Activity –
From the line with "pub mod status_consistent;" to the line with "let game = Game::new();", retype every line exactly, including those two, and leave out the rest of the data below.

Top of The records

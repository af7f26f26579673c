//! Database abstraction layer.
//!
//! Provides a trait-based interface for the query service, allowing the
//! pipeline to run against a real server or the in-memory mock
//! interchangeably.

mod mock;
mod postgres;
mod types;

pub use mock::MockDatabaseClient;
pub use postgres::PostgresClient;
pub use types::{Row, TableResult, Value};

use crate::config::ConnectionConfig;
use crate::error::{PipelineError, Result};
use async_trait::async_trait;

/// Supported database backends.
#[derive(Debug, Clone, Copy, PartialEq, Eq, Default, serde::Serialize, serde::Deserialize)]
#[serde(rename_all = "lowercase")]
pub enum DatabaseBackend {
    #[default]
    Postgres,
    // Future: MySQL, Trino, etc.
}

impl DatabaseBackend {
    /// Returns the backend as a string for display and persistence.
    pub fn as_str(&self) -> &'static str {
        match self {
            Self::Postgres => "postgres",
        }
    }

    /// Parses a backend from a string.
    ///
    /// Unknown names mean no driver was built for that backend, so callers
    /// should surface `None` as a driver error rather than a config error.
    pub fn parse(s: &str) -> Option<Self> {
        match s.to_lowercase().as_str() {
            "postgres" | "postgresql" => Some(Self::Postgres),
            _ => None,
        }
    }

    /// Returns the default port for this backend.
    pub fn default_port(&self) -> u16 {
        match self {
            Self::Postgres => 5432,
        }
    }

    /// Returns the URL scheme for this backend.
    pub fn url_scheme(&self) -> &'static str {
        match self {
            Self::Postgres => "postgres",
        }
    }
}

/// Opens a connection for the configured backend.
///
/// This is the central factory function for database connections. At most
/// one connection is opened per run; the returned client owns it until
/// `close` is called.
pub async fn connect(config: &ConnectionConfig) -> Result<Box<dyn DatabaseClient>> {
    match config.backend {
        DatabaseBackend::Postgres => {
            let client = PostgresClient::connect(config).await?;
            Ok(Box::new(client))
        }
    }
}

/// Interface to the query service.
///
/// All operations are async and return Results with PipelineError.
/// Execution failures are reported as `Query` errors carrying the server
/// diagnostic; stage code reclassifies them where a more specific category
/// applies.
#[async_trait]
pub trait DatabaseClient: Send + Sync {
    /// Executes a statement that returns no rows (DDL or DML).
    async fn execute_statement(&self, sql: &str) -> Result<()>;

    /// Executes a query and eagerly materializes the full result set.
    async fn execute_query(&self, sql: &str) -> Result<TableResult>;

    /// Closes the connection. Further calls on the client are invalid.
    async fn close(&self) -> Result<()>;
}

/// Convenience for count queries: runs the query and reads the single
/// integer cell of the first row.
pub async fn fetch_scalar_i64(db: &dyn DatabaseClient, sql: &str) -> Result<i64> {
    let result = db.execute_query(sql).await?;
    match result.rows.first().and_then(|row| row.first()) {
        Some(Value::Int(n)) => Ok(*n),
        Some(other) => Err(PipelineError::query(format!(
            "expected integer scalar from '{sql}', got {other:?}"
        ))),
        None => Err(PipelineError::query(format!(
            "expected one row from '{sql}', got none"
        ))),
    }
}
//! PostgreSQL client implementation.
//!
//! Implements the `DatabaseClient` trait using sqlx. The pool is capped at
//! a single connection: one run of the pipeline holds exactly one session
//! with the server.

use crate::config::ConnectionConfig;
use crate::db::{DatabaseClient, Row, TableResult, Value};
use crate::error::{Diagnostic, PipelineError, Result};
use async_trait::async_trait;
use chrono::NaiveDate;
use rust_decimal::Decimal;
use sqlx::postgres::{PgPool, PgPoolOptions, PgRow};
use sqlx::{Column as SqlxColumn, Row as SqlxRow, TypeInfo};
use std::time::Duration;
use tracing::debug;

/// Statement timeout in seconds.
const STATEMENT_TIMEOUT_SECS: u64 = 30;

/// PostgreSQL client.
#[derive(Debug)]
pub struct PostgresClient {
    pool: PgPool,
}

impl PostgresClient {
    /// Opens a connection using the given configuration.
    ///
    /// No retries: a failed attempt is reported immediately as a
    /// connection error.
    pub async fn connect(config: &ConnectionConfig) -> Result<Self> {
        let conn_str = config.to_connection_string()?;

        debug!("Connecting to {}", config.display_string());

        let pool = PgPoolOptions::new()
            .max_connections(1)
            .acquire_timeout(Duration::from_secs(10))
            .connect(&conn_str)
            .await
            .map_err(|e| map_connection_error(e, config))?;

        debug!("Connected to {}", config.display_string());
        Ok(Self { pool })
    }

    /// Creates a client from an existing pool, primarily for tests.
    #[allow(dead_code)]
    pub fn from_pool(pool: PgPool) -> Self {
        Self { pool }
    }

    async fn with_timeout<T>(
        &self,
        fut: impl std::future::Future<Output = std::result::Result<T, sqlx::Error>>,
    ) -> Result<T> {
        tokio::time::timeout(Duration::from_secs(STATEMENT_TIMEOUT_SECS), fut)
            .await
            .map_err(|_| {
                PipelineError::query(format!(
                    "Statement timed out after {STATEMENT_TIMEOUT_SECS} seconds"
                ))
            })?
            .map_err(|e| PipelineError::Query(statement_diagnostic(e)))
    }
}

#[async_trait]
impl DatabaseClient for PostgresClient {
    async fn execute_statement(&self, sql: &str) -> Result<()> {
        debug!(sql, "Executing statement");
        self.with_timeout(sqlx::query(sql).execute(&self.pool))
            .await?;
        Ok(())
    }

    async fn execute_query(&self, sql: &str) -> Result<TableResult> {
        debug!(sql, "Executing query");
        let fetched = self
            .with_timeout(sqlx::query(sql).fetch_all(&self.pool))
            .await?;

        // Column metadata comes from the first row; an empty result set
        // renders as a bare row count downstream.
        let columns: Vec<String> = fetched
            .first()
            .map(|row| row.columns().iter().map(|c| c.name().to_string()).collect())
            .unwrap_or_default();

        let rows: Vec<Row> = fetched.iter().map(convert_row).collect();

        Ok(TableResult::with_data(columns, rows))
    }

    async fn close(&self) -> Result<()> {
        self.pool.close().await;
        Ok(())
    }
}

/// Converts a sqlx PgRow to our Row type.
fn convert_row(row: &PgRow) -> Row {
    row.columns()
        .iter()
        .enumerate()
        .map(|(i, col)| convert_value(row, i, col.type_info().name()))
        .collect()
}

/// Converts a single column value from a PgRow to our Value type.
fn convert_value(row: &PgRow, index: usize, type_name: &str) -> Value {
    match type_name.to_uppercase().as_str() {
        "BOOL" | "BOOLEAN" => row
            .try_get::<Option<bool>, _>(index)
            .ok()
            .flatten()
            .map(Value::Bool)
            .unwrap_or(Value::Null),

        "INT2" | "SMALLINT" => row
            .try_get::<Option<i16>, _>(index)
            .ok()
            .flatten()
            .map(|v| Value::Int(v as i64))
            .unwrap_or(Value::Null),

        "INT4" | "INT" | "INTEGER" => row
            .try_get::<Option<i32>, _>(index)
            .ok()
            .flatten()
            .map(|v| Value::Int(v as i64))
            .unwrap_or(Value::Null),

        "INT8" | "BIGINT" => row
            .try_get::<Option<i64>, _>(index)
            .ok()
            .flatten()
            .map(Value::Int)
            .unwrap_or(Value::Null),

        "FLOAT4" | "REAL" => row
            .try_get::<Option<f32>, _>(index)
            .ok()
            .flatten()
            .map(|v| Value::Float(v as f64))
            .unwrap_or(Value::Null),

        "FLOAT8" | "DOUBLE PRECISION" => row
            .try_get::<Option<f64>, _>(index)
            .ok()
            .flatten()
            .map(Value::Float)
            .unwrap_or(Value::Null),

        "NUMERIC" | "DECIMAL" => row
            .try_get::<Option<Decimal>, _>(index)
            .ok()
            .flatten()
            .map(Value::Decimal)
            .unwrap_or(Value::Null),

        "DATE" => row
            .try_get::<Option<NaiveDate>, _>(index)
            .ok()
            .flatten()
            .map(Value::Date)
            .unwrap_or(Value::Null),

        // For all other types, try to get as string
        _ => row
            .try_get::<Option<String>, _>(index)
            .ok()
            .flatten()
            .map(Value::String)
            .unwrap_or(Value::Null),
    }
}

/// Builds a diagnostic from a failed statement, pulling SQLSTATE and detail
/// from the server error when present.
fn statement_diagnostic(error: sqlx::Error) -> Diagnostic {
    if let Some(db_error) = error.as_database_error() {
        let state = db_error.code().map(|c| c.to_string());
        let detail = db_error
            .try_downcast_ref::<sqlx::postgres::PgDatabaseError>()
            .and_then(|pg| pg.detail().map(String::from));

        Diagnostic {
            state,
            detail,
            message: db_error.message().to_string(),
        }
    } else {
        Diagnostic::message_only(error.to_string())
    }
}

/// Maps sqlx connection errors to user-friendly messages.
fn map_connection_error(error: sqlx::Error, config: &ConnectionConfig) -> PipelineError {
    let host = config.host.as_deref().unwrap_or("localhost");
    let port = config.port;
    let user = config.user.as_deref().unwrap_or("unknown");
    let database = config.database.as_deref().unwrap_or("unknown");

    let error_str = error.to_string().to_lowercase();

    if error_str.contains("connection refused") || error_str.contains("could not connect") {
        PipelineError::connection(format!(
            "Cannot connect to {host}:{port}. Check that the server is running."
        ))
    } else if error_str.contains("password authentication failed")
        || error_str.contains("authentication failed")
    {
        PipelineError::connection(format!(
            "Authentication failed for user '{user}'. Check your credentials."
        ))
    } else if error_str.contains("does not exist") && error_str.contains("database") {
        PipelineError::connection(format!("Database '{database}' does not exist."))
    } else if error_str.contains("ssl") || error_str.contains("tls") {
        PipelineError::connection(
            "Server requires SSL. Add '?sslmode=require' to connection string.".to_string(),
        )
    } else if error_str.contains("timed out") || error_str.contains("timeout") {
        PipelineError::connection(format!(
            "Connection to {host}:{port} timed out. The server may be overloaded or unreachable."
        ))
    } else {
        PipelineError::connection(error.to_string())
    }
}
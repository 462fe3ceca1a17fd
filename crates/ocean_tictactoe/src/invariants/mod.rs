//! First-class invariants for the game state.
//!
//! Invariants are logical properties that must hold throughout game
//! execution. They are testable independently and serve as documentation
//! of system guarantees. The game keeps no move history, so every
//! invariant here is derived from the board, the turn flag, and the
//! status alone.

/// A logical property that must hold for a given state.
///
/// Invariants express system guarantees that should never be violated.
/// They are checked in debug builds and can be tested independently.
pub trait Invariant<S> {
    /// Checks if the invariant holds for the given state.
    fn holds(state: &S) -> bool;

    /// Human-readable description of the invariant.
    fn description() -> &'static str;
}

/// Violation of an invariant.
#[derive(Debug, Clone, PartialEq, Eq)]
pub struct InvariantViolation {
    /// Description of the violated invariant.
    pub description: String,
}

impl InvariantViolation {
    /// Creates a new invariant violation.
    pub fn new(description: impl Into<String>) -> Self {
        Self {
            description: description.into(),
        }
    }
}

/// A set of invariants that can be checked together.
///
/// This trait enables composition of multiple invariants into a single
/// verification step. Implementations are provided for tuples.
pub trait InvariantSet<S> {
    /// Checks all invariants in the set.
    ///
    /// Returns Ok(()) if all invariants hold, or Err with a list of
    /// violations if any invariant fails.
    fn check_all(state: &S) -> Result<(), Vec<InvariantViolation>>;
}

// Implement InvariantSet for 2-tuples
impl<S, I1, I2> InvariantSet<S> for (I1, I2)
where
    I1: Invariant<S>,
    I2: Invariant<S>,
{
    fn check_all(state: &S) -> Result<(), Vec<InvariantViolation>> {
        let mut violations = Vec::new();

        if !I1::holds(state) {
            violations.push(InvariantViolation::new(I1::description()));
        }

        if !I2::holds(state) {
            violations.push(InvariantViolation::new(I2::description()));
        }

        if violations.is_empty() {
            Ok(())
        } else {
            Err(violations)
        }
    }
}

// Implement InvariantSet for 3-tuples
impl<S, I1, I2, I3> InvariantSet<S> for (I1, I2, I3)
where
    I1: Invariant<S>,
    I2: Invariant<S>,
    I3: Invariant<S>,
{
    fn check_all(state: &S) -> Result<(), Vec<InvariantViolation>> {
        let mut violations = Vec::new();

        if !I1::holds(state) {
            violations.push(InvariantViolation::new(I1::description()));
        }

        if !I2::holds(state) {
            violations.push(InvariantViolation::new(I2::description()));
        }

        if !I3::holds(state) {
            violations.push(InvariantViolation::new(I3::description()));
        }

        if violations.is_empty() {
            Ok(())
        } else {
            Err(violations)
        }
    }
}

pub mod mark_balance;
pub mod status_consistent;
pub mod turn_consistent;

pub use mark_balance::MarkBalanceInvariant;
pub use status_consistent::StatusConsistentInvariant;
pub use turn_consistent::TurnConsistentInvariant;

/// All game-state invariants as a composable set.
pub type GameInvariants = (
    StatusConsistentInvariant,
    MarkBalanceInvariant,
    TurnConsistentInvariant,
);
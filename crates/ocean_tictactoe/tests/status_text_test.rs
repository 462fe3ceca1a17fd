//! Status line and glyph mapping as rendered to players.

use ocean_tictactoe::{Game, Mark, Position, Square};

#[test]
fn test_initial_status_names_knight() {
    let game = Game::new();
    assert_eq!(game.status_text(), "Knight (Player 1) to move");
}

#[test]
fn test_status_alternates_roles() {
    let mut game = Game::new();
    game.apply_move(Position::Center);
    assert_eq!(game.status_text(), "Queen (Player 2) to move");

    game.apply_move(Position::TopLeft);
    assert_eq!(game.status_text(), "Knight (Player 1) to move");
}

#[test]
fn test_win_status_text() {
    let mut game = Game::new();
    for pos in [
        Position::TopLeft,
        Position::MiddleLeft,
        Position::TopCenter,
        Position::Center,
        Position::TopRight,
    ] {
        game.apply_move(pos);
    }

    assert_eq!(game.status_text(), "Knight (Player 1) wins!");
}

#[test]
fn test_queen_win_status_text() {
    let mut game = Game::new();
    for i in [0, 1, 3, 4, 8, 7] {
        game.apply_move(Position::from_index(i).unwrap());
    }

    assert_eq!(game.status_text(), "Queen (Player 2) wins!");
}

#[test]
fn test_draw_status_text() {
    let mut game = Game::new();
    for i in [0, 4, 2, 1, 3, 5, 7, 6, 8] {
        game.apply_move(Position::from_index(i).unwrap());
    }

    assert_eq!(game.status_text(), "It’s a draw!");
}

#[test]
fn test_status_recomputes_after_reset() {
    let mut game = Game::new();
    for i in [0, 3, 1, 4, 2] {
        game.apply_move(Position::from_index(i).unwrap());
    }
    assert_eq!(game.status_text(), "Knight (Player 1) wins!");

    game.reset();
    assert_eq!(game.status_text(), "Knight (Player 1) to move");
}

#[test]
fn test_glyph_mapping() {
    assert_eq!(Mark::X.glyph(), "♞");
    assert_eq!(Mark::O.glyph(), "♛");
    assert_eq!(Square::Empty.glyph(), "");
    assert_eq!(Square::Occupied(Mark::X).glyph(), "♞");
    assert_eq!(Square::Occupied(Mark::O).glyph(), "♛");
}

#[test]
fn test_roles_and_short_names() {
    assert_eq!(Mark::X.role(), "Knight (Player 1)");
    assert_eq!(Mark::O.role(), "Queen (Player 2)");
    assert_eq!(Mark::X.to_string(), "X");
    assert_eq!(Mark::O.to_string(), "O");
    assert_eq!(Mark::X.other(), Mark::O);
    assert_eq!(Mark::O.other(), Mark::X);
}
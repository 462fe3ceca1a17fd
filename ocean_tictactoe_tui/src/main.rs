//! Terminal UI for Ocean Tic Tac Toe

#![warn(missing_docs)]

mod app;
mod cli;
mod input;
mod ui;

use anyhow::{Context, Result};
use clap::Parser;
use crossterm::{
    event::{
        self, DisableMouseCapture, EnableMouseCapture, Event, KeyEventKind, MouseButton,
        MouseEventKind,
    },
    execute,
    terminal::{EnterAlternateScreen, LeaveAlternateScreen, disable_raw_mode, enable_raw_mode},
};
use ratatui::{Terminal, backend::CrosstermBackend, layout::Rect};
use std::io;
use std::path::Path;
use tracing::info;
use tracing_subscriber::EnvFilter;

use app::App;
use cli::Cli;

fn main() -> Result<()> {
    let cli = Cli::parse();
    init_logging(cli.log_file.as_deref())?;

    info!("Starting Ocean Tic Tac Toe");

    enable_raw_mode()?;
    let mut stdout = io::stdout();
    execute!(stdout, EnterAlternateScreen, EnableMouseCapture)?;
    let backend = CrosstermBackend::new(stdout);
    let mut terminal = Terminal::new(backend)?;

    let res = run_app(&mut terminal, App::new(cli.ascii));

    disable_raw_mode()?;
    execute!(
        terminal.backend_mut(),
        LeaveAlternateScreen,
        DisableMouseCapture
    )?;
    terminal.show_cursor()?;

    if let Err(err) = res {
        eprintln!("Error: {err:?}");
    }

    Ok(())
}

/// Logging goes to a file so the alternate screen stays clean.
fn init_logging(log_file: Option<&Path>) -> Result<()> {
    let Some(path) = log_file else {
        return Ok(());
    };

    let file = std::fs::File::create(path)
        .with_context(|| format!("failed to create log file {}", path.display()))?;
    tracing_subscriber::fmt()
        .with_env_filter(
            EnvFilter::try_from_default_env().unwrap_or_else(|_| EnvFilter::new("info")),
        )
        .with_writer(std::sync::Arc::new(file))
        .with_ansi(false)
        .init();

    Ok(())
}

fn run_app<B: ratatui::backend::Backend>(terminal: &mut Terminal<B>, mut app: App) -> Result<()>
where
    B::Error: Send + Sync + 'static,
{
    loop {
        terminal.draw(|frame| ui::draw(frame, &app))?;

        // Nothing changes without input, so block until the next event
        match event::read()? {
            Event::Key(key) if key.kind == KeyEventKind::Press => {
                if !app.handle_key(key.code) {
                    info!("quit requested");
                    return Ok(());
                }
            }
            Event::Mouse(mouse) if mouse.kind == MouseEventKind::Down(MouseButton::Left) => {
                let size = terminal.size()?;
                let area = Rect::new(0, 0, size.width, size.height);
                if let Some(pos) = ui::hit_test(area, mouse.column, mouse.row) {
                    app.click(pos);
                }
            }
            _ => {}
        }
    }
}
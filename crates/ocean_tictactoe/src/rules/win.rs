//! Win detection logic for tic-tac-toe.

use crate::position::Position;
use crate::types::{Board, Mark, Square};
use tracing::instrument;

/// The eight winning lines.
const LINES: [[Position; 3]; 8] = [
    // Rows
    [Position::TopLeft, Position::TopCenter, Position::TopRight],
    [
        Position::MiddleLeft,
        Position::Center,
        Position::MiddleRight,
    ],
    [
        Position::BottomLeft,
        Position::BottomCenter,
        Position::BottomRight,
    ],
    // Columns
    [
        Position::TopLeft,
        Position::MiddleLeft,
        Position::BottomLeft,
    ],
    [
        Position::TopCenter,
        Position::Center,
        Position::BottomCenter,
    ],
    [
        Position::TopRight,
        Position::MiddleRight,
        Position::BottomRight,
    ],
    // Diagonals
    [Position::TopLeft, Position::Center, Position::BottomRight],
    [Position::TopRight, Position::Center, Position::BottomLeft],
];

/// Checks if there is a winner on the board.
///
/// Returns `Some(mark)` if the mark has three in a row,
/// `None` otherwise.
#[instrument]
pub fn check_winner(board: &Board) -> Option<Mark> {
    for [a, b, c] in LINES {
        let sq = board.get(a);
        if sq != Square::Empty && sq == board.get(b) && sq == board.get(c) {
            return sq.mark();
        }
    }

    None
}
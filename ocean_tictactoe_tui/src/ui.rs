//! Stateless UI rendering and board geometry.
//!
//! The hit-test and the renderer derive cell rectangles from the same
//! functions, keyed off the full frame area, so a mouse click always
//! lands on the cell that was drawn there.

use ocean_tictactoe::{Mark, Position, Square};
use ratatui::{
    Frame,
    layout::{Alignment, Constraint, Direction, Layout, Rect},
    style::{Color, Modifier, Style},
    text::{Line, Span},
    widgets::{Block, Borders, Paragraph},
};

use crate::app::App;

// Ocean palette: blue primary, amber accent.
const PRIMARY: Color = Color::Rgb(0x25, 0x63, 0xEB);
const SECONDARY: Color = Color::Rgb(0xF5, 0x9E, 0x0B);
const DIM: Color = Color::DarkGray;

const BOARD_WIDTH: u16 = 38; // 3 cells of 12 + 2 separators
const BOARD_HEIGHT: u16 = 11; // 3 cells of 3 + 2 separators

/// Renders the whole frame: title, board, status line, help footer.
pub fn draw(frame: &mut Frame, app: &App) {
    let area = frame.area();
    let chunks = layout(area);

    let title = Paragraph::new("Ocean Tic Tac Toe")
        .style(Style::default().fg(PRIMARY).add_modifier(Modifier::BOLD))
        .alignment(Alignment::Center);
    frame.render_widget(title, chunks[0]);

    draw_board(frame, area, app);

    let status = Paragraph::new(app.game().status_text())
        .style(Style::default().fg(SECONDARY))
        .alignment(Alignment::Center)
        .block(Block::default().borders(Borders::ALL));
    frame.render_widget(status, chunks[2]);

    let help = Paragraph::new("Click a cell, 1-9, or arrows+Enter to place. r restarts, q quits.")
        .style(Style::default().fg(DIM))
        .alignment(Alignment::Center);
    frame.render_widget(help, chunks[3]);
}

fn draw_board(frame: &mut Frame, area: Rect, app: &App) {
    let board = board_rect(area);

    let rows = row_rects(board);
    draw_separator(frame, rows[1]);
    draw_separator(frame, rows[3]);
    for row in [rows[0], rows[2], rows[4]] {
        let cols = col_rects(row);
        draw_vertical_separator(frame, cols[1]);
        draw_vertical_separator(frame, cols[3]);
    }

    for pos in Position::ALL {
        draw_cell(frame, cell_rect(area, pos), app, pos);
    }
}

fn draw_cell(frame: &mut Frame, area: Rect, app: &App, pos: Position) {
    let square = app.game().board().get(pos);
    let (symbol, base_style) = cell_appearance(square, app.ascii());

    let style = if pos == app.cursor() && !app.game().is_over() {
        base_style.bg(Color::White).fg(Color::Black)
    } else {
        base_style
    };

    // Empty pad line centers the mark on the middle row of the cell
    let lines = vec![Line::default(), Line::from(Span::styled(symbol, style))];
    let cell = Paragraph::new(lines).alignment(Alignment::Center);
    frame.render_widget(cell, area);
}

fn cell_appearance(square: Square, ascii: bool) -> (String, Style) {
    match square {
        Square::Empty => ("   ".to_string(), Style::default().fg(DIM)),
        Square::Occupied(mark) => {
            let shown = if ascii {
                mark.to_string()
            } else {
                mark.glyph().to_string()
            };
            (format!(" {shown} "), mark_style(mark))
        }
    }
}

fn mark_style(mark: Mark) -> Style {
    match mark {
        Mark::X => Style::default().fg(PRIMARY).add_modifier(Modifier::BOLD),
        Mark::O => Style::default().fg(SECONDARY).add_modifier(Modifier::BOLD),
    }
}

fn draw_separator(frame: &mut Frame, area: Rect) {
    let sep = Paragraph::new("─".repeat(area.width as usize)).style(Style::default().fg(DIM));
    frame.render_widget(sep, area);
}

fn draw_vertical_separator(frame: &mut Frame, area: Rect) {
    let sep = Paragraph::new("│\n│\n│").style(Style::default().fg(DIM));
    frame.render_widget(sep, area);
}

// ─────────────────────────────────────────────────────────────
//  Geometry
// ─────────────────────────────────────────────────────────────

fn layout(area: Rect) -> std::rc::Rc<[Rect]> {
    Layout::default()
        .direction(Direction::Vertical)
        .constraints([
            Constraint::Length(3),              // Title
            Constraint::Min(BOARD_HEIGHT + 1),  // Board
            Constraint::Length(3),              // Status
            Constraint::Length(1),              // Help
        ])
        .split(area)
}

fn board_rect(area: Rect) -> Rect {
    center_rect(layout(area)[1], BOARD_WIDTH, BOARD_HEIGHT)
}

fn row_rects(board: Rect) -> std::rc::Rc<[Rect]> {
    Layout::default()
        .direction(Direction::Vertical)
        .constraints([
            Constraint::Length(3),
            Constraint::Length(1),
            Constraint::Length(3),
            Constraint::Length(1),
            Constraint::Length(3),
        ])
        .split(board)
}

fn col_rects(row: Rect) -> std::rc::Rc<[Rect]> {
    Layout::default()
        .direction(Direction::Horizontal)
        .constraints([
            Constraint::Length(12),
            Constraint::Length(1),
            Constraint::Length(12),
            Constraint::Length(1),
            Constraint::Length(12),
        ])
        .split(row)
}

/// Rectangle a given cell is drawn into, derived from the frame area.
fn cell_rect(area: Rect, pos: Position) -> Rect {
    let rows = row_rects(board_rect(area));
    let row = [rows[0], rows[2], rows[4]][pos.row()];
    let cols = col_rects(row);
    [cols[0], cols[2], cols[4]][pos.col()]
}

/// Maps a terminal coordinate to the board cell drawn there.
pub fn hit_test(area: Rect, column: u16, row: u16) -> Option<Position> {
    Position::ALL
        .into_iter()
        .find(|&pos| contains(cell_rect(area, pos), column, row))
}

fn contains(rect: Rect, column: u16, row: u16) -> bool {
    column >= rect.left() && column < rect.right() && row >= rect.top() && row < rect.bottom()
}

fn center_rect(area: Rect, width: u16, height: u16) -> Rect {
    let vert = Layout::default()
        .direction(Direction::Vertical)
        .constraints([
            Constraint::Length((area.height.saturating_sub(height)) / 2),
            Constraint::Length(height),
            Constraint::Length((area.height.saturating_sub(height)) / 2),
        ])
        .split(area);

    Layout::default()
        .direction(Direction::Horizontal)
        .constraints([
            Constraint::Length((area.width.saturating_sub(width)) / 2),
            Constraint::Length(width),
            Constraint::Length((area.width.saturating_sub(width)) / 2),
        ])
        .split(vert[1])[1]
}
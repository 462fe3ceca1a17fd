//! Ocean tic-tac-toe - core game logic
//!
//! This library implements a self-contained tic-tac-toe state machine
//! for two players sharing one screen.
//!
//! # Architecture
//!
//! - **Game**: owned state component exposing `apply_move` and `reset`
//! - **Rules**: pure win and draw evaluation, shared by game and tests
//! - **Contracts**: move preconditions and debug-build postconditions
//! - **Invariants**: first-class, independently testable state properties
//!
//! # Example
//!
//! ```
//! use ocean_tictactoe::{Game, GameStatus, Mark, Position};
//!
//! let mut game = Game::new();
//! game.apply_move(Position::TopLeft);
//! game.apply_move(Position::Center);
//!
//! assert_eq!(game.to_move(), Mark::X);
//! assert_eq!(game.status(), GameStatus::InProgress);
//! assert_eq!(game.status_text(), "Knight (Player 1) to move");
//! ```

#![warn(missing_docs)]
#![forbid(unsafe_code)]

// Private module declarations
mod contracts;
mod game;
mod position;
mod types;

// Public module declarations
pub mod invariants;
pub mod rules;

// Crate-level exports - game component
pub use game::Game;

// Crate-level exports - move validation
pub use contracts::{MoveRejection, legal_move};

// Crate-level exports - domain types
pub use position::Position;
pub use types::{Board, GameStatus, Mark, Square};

Bottom of The records

Response for this exercise –
pub mod status_consistent;
pub mod turn_consistent;

pub use mark_balance::MarkBalanceInvariant;
pub use status_consistent::StatusConsistentInvariant;
pub use turn_consistent::TurnConsistentInvariant;

/// All game-state invariants as a composable set.
pub type GameInvariants = (
    StatusConsistentInvariant,
    MarkBalanceInvariant,
    TurnConsistentInvariant,
);
filename crates/ocean_tictactoe/tests/status_text_test.rs
repository 462fe3ceca1a17fd
//! Status line and glyph mapping as rendered to players.

use ocean_tictactoe::{Game, Mark, Position, Square};

#[test]
fn test_initial_status_names_knight() {
    let game = Game::new();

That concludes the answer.